EXERCISE DESCRIPTION:
What is needed is an exact copy of the lines in the listing below, from the one with "the Ladybird developers." up to and including the one with "pub enum TransformError", with no other lines.

** Opening AVAILABLE DATA block **

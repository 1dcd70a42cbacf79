//! Step events, terminal outcomes, and the instrumentation sink trait.
//!
//! The engine never renders. It emits an ordered stream of [`StepEvent`]s:
//! zero or more `Expanded` events followed by exactly one terminal event.
//! Anything that wants to observe a run (a visualizer, a recorder, a test)
//! implements [`InstrumentationSink`] or pulls events from
//! [`SearchRun`](crate::search::SearchRun) directly.

use crate::domain::Cost;
use crate::path::Path;

/// Terminal result of a search.
#[derive(Debug, Clone, PartialEq, Eq)]
pub enum Outcome<N> {
    /// The goal was popped from the frontier.
    Found { path: Path<N>, cost: Cost },
    /// The frontier emptied before the goal was reached. Not an error.
    Exhausted,
    /// The policy's expansion budget ran out first.
    BudgetExceeded { expansions: u64 },
}

impl<N> Outcome<N> {
    #[must_use]
    pub fn is_found(&self) -> bool {
        matches!(self, Self::Found { .. })
    }

    #[must_use]
    pub fn path(&self) -> Option<&Path<N>> {
        match self {
            Self::Found { path, .. } => Some(path),
            _ => None,
        }
    }

    #[must_use]
    pub fn cost(&self) -> Option<Cost> {
        match self {
            Self::Found { cost, .. } => Some(*cost),
            _ => None,
        }
    }

    /// Stable lowercase tag (`"found"`, `"exhausted"`, `"budget_exceeded"`).
    #[must_use]
    pub fn kind(&self) -> &'static str {
        match self {
            Self::Found { .. } => "found",
            Self::Exhausted => "exhausted",
            Self::BudgetExceeded { .. } => "budget_exceeded",
        }
    }
}

/// One unit of observable progress.
#[derive(Debug, Clone, PartialEq, Eq)]
pub enum StepEvent<N> {
    /// A node was popped and its successors generated.
    ///
    /// Not emitted for the start node, and never for the goal (the goal
    /// terminates the run when popped).
    Expanded {
        /// 0-based position in the expansion stream.
        order: u64,
        node: N,
        cost_so_far: Cost,
        /// Edge count from start along the recorded parent chain.
        depth: u32,
    },
    /// The run ended normally. On success the outcome owns the full path.
    Final(Outcome<N>),
    /// The run cannot continue: a cost overflowed or engine bookkeeping is
    /// corrupt. Always terminal; `detail` is the rendered [`SearchError`](crate::error::SearchError).
    Aborted { detail: String },
}

impl<N> StepEvent<N> {
    #[must_use]
    pub fn is_terminal(&self) -> bool {
        !matches!(self, Self::Expanded { .. })
    }

    /// The expanded node, if this is an expansion event.
    #[must_use]
    pub fn expanded_node(&self) -> Option<&N> {
        match self {
            Self::Expanded { node, .. } => Some(node),
            _ => None,
        }
    }
}

/// Passive consumer of a search's event stream.
pub trait InstrumentationSink<N> {
    /// Called once per event, in emission order.
    fn on_event(&mut self, event: &StepEvent<N>);
}

/// Sink that discards every event.
#[derive(Debug, Clone, Copy, Default)]
pub struct NullSink;

impl<N> InstrumentationSink<N> for NullSink {
    fn on_event(&mut self, _event: &StepEvent<N>) {}
}

impl<N, F> InstrumentationSink<N> for F
where
    F: FnMut(&StepEvent<N>),
{
    fn on_event(&mut self, event: &StepEvent<N>) {
        self(event);
    }
}
// =============================================================================
// Capture variables through the full pipeline
// =============================================================================

#[test]
fn capture_variables_autodeclare_and_record_text() {
    let source = indoc! {r#"
        const a = 2, b = 3;
        $$product = a * b;
        console.log(...$$product);
    "#};
    let (code, _, diagnostics) = run(source);
    assert!(diagnostics.errors.is_empty());
    assert!(
        code.contains("const $$product = [\"\", void 0];"),
        "got: {code}"
    );
    assert!(
        code.contains("$$product[0] = \"a * b =\", $$product[1] = a * b"),
        "got: {code}"
    );
    assert!(code.contains("console.log(...$$product);"), "got: {code}");
}

#[test]
fn capture_inside_goal_body_works_with_driving() {
    let source = indoc! {r#"
        function measure(n) {
          COMEHERE: with (n = 4) {
            $$sq = n * n;
            log(...$$sq);
          }
        }
    "#};
    let (code, _, diagnostics) = run(source);
    assert!(diagnostics.errors.is_empty(), "{:?}", diagnostics.errors);
    assert!(code.contains("const $$sq = [\"\", void 0];"), "got: {code}");
    assert!(code.contains("$$sq[0] = \"n * n =\""), "got: {code}");
    assert!(code.contains("log(...$$sq);"), "got: {code}");
}

// =============================================================================
// Options
// =============================================================================

#[test]
fn module_identity_is_configurable() {
    let mut diagnostics = CollectedDiagnostics::default();
    let options = TransformOptions {
        module_identity: Some("__filename".to_string()),
    };
    let output =
        transform_with(r#"COMEHERE: with (_) { }"#, &options, &mut diagnostics).unwrap();
    assert!(
        output
            .code
            .contains("getWhichSeeking(__filename) || 0;"),
        "got: {}",
        output.code
    );
}
/*
 * Copyright (c) 2026-present, the Ladybird developers.
 *
 * SPDX-License-Identifier: BSD-2-Clause
 */

//! Diagnostics sink and error types.
//!
//! The transformer reports recoverable problems (malformed initializers,
//! unconsumed initializers, missing arguments) through an injected
//! [`Diagnostics`] sink and still returns output. Only parse failures and
//! internal invariant violations abort the transform.

use thiserror::Error;

/// Where the transformer sends its diagnostics. Mirrors a console:
/// `error` / `warn` / `info` / `log`.
pub trait Diagnostics {
    fn error(&mut self, message: &str);
    fn warn(&mut self, message: &str);
    fn info(&mut self, message: &str);
    fn log(&mut self, message: &str);
}

/// Default sink: writes to the process console.
#[derive(Debug, Default)]
pub struct ConsoleDiagnostics;

impl Diagnostics for ConsoleDiagnostics {
    fn error(&mut self, message: &str) {
        eprintln!("error: {message}");
    }

    fn warn(&mut self, message: &str) {
        eprintln!("warn: {message}");
    }

    fn info(&mut self, message: &str) {
        println!("info: {message}");
    }

    fn log(&mut self, message: &str) {
        println!("{message}");
    }
}

/// Sink that keeps everything, for tests and embedders that render
/// diagnostics themselves.
#[derive(Debug, Default)]
pub struct CollectedDiagnostics {
    pub errors: Vec<String>,
    pub warnings: Vec<String>,
    pub infos: Vec<String>,
    pub logs: Vec<String>,
}

impl Diagnostics for CollectedDiagnostics {
    fn error(&mut self, message: &str) {
        self.errors.push(message.to_string());
    }

    fn warn(&mut self, message: &str) {
        self.warnings.push(message.to_string());
    }

    fn info(&mut self, message: &str) {
        self.infos.push(message.to_string());
    }

    fn log(&mut self, message: &str) {
        self.logs.push(message.to_string());
    }
}

#[derive(Debug, Clone, Error)]
#[error("({line}:{column}) {message}")]
pub struct ParseError {
    pub message: String,
    pub line: u32,
    pub column: u32,
}

#[derive(Debug, Error)]
pub enum TransformError {
    #[error("parse failed with {} error(s): {}", .0.len(), first_error(.0))]
    Parse(Vec<ParseError>),

    #[error("internal invariant violated: {0}")]
    Invariant(String),
}

fn first_error(errors: &[ParseError]) -> String {
    errors
        .first()
        .map(ToString::to_string)
        .unwrap_or_default()
}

** Closing AVAILABLE DATA block **

SOLUTION FOR THIS TASK:
 * Copyright (c) 2026-present, the Ladybird developers.
 *
 * SPDX-License-Identifier: BSD-2-Clause
 */

//! Diagnostics sink and error types.
//!
//! The transformer reports recoverable problems (malformed initializers,
//! unconsumed initializers, missing arguments) through an injected
//! [`Diagnostics`] sink and still returns output. Only parse failures and
//! internal invariant violations abort the transform.

use thiserror::Error;

/// Where the transformer sends its diagnostics. Mirrors a console:
/// `error` / `warn` / `info` / `log`.
pub trait Diagnostics {
    fn error(&mut self, message: &str);
    fn warn(&mut self, message: &str);
    fn info(&mut self, message: &str);
    fn log(&mut self, message: &str);
}

/// Default sink: writes to the process console.
#[derive(Debug, Default)]
pub struct ConsoleDiagnostics;

impl Diagnostics for ConsoleDiagnostics {
    fn error(&mut self, message: &str) {
        eprintln!("error: {message}");
    }

    fn warn(&mut self, message: &str) {
        eprintln!("warn: {message}");
    }

    fn info(&mut self, message: &str) {
        println!("info: {message}");
    }

    fn log(&mut self, message: &str) {
        println!("{message}");
    }
}

/// Sink that keeps everything, for tests and embedders that render
/// diagnostics themselves.
#[derive(Debug, Default)]
pub struct CollectedDiagnostics {
    pub errors: Vec<String>,
    pub warnings: Vec<String>,
    pub infos: Vec<String>,
    pub logs: Vec<String>,
}

impl Diagnostics for CollectedDiagnostics {
    fn error(&mut self, message: &str) {
        self.errors.push(message.to_string());
    }

    fn warn(&mut self, message: &str) {
        self.warnings.push(message.to_string());
    }

    fn info(&mut self, message: &str) {
        self.infos.push(message.to_string());
    }

    fn log(&mut self, message: &str) {
        self.logs.push(message.to_string());
    }
}

#[derive(Debug, Clone, Error)]
#[error("({line}:{column}) {message}")]
pub struct ParseError {
    pub message: String,
    pub line: u32,
    pub column: u32,
}

#[derive(Debug, Error)]
pub enum TransformError {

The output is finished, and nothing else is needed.